Provided data:
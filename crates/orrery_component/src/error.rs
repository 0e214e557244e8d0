//! Error types for components and their references.

use crate::component::{ComponentId, ComponentState};

/// Boxed error returned by user-supplied callbacks.
pub type BoxError = Box<dyn core::error::Error + Send + Sync>;

/// Errors raised by [`Component`](crate::Component) and
/// [`ReferenceHandle`](crate::ReferenceHandle) operations.
#[derive(Debug, thiserror::Error)]
pub enum ComponentError {
    /// The component is not active (never activated, being torn down, or deactivated).
    #[error("component '{component}' is not valid (state: {state})")]
    InvalidState {
        /// Instance name of the component.
        component: String,
        /// State observed under the component lock.
        state: ComponentState,
    },

    /// A static reference was rebound while its component was active.
    #[error("reference '{reference}' has static policy and cannot be rebound while active")]
    PolicyViolation {
        /// Name of the offending reference.
        reference: String,
    },

    /// The named reference is not declared by the component.
    #[error("component '{component}' declares no reference named '{reference}'")]
    UnknownReference {
        /// Instance name of the component.
        component: String,
        /// The requested reference name.
        reference: String,
    },

    /// Activation was requested while mandatory references are unbound.
    #[error("component '{component}' is unsatisfied, missing: {missing:?}")]
    Unsatisfied {
        /// Instance name of the component.
        component: String,
        /// Names of the unbound mandatory references.
        missing: Vec<String>,
    },

    /// The activation routine failed; the component stays unsatisfied.
    #[error("activation of component '{component}' failed")]
    ActivationFailed {
        /// Instance name of the component.
        component: String,
        /// Id of the component.
        id: ComponentId,
        /// The error returned by the activation routine.
        #[source]
        source: BoxError,
    },
}

impl ComponentError {
    /// Returns true for [`ComponentError::InvalidState`].
    #[must_use]
    pub fn is_invalid_state(&self) -> bool {
        matches!(self, ComponentError::InvalidState { .. })
    }

    /// Returns true for [`ComponentError::PolicyViolation`].
    #[must_use]
    pub fn is_policy_violation(&self) -> bool {
        matches!(self, ComponentError::PolicyViolation { .. })
    }
}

Task to carry out: Your answer must consist solely of the lines from the one containing "by the component." through the last line of the entries, reproduced exactly.

Answer for the task:
    /// The named reference is not declared by the component.
    #[error("component '{component}' declares no reference named '{reference}'")]
    UnknownReference {
        /// Instance name of the component.
        component: String,
        /// The requested reference name.
        reference: String,
    },

    /// Activation was requested while mandatory references are unbound.
    #[error("component '{component}' is unsatisfied, missing: {missing:?}")]
    Unsatisfied {
        /// Instance name of the component.
        component: String,
        /// Names of the unbound mandatory references.
        missing: Vec<String>,
    },

    /// The activation routine failed; the component stays unsatisfied.
    #[error("activation of component '{component}' failed")]
    ActivationFailed {
        /// Instance name of the component.
        component: String,
        /// Id of the component.
        id: ComponentId,
        /// The error returned by the activation routine.
        #[source]
        source: BoxError,
    },
}

impl ComponentError {
    /// Returns true for [`ComponentError::InvalidState`].
    #[must_use]
    pub fn is_invalid_state(&self) -> bool {
        matches!(self, ComponentError::InvalidState { .. })
    }

    /// Returns true for [`ComponentError::PolicyViolation`].
    #[must_use]
    pub fn is_policy_violation(&self) -> bool {
        matches!(self, ComponentError::PolicyViolation { .. })
    }
}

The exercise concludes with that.